In current present study, 3D-FLAIR sequence was superior to T2 sequence in depicting the infratentorial lesions and also much more superior to 2D-FLAIR sequence.

It have been found that 2D-FLAIR sequences are not ideal in the depiction of infratentorial lesion due to CSF flow artifact and lower contrast seen between lesion and white matter [21, 22].

This study results are in keeping with Moraal B et al. [9] who reported that 3D-FLAIR sequence provided the highest sensitivity for depiction of hyperintense MS plaque in all anatomical locations including supra-tentorial and infratentorial lesions compared to any other 2D sequences, in particular 2D-T2SE, that could lead to earlier diagnosis of the disease.

In MS, there is associated changes white matter diffusion seen in diffusion-weighted images (DWI), and it index apparent diffusion coefficient (ADC) by primary inflammatory changes consisting of the cytotoxic edema followed by vasogenic edema, and active plaques may demonstrate high or low ADC (increased or decreased diffusion) [23].

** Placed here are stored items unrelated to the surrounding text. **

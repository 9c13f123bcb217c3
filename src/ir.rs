//! Read-only contracts for the lowered kernel and its tensor views.
//!
//! Everything in this module is produced by source-to-kernel lowering and
//! code generation, both out of scope for the executor (SPEC_FULL §1). The
//! executor only reads these structures; nothing here mutates a [`Fusion`]
//! or [`TensorView`] in place.

use std::collections::HashMap;

/// The index width a kernel was generated to use.
#[derive(Debug, Clone, Copy, PartialEq, Eq, Hash, serde::Serialize, serde::Deserialize)]
pub enum IndexType {
    I32,
    I64,
}

impl IndexType {
    /// Byte width of a single shape/stride element at this index type.
    pub fn width_bytes(self) -> usize {
        match self {
            IndexType::I32 => 4,
            IndexType::I64 => 8,
        }
    }
}

/// Element type of a tensor, used for allocation sizing and NaN-fill sentinels.
#[derive(Debug, Clone, Copy, PartialEq, Eq, Hash, serde::Serialize, serde::Deserialize)]
pub enum ElemType {
    Bool,
    U8,
    I32,
    I64,
    F32,
    F64,
    ComplexF32,
    ComplexF64,
}

impl ElemType {
    pub fn size_bytes(self) -> usize {
        match self {
            ElemType::Bool | ElemType::U8 => 1,
            ElemType::I32 | ElemType::F32 => 4,
            ElemType::I64 | ElemType::F64 | ElemType::ComplexF32 => 8,
            ElemType::ComplexF64 => 16,
        }
    }
}

/// A symbolic extent: either a named symbol to resolve through the
/// [`crate::eval::ExprEvaluator`], or an already-known constant.
#[derive(Debug, Clone, PartialEq, Eq, Hash)]
pub enum Symbolic {
    Symbol(String),
    Const(i64),
}

impl Symbolic {
    pub fn constant(v: i64) -> Self {
        Symbolic::Const(v)
    }
}

/// Per-dimension role flags on a tensor's allocation or logical domain.
#[derive(Debug, Clone, Copy, Default, PartialEq, Eq)]
pub struct DimFlags {
    pub reduction: bool,
    pub broadcast: bool,
    pub expanded: bool,
    pub device_dim: bool,
    pub stride_only: bool,
    pub symbolic: bool,
}

/// One axis of an iteration domain.
#[derive(Debug, Clone)]
pub struct IterDomain {
    pub id: DomId,
    pub extent: Symbolic,
    /// Set only when `flags.expanded` is true.
    pub expanded_extent: Option<Symbolic>,
    pub flags: DimFlags,
}

/// Stable identifier for an [`IterDomain`] within a [`TensorView`]'s domain graph.
#[derive(Debug, Clone, Copy, PartialEq, Eq, Hash, PartialOrd, Ord)]
pub struct DomId(pub u32);

/// An affine transform relating two (sets of) iteration domains.
#[derive(Debug, Clone)]
pub enum AllocTransform {
    /// `input -> (outer, inner)`, `outer` has `factor` groups of `inner`.
    Split {
        input: DomId,
        outer: DomId,
        inner: DomId,
        factor: Symbolic,
    },
    /// `(outer, inner) -> output`, collapsing two adjacent axes.
    Merge {
        outer: DomId,
        inner: DomId,
        output: DomId,
    },
    /// Anything else lowering might in principle emit; always an error if seen.
    Unsupported { kind: String },
}

/// A tensor as seen by the executor: its logical (user-visible) domain and its
/// allocation (memory-order) domain, plus the transforms relating them.
#[derive(Debug, Clone)]
pub struct TensorView {
    pub name: String,
    pub elem_type: ElemType,
    pub logical_domain: Vec<IterDomain>,
    pub alloc_domain: Vec<IterDomain>,
    /// Transforms walked forward: allocation -> logical.
    pub forward_transforms: Vec<AllocTransform>,
    /// Transforms walked backward: logical -> allocation, already in reverse
    /// topological order relative to `forward_transforms`.
    pub backward_transforms: Vec<AllocTransform>,
}

impl TensorView {
    /// A tensor's allocation domain differs from its logical domain when the
    /// axis id sequences aren't identical.
    pub fn has_nontrivial_alloc_domain(&self) -> bool {
        if self.alloc_domain.len() != self.logical_domain.len() {
            return true;
        }
        self.alloc_domain
            .iter()
            .zip(self.logical_domain.iter())
            .any(|(a, l)| a.id != l.id)
    }
}

/// How a fusion output is produced relative to other tensors.
#[derive(Debug, Clone)]
pub enum OutputAllocMode {
    New { nan_fill: bool },
    ReuseBuffer { aliased: TensorRef },
    Evaluate { alias_target: Option<TensorRef> },
}

/// A reference to another tensor by name, resolved through the evaluator's
/// bound-tensor table.
#[derive(Debug, Clone, PartialEq, Eq, Hash)]
pub struct TensorRef(pub String);

/// One fusion output: the view to materialise plus its allocation mode.
#[derive(Debug, Clone)]
pub struct FusionOutput {
    pub view: TensorView,
    pub mode: OutputAllocMode,
}

/// One global (device-memory) intermediate allocation.
#[derive(Debug, Clone)]
pub struct GlobalAlloc {
    pub view: TensorView,
    pub zero_init: bool,
    pub resets_to_zero: bool,
    pub is_profile_buffer: bool,
}

/// One shared-memory allocation (static or dynamic).
#[derive(Debug, Clone)]
pub struct SmemAlloc {
    pub name: String,
    pub address: Symbolic,
    pub size: Symbolic,
    pub elem_type: ElemType,
    pub alias_of: Option<String>,
}

/// A parallel binding type (the CUDA/compute notion of block/thread axes).
#[derive(Debug, Clone, Copy, PartialEq, Eq, Hash)]
pub enum ParallelType {
    BIDx,
    BIDy,
    BIDz,
    TIDx,
    TIDy,
    TIDz,
}

impl ParallelType {
    pub fn is_block(self) -> bool {
        matches!(self, ParallelType::BIDx | ParallelType::BIDy | ParallelType::BIDz)
    }
}

/// One boolean precondition a kernel requires to hold at launch time.
#[derive(Debug, Clone)]
pub struct Precondition {
    pub predicate: Symbolic,
    pub message: String,
}

/// A single kernel parameter: either a scalar or a GPU tensor.
#[derive(Debug, Clone)]
pub enum KernelParam {
    Scalar { name: String, elem_type: ElemType },
    Tensor { name: String, rank: usize, elem_type: ElemType },
}

/// Everything the executor needs to know about a lowered kernel without
/// re-deriving it from the expression graph.
#[derive(Debug, Clone)]
pub struct KernelSummary {
    pub kernel_name: String,
    pub params: Vec<KernelParam>,
    pub global_allocs: Vec<GlobalAlloc>,
    pub static_smem: Vec<SmemAlloc>,
    pub dynamic_smem: Vec<SmemAlloc>,
    pub parallel_binding_extents: HashMap<ParallelType, Vec<DomId>>,
    pub has_block_welford: bool,
    pub has_grid_welford: bool,
    pub has_outer_grouped_grid_welford: bool,
    pub outer_grouped_grid_welford_largest_smem_size: u32,
    pub num_grouped_iterations: u32,
    pub has_iter_grouped_reductions: bool,
    pub largest_smem_elem_type: ElemType,
    pub requires_cooperative_launch: bool,
    pub min_device_capability: (u32, u32),
    pub preconditions: Vec<Precondition>,
    pub index_type: IndexType,
    pub has_tma: bool,
    pub is_pure_evaluation: bool,
}

/// The lowered kernel: the expression graph plus its precomputed summary.
/// The executor never inspects the graph directly, only the summary and the
/// output tensor views handed to it by the caller.
#[derive(Debug, Clone)]
pub struct LoweredKernel {
    pub summary: KernelSummary,
    pub outputs: Vec<FusionOutput>,
}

Larsson HB et al. [24] declares the role of DWI in early depiction of acute MS lesions, and few other studies have discussed the role of diffusion as good diagnostic method as comparable to conventional MRI with conflicting results [24, 25]

Many studies have been done and examined the role of 3D DIR sequences in diagnosis of MS; in DIR sequences, there is using of additional inversion pulse that increase attenuation of white matter and CSF, and in turn, increase lesion hyperintensity and its depiction; 3D-FLAIR sequences stimulates similar effect and white matter lesions become more hyperintense [9, 26, 27].

Further studies are needed to compare results of 3D-FLAIR and 3D-DIR in depiction of MS lesions.

Acknowledgement of study limitation due to limited number of MS patients is included in the study, but statistical analysis from this work was based on large total number of MS lesions which was considered sufficient.

Conclusion

3D-FLAIR sequence is valuable in diagnosis and follow-up of brain MS lesions as it can detect much more lesions as compared to the standard routinely used 2D-FLAIR and T2 sequences in brain supratentorial and infratentorial regions. 3D-FLAIR sequences showed better depiction and better delineation between the lesions and both white and grey matters; we recommend 3D-FLAIR sequence to be included in routine MR protocols of MS patients.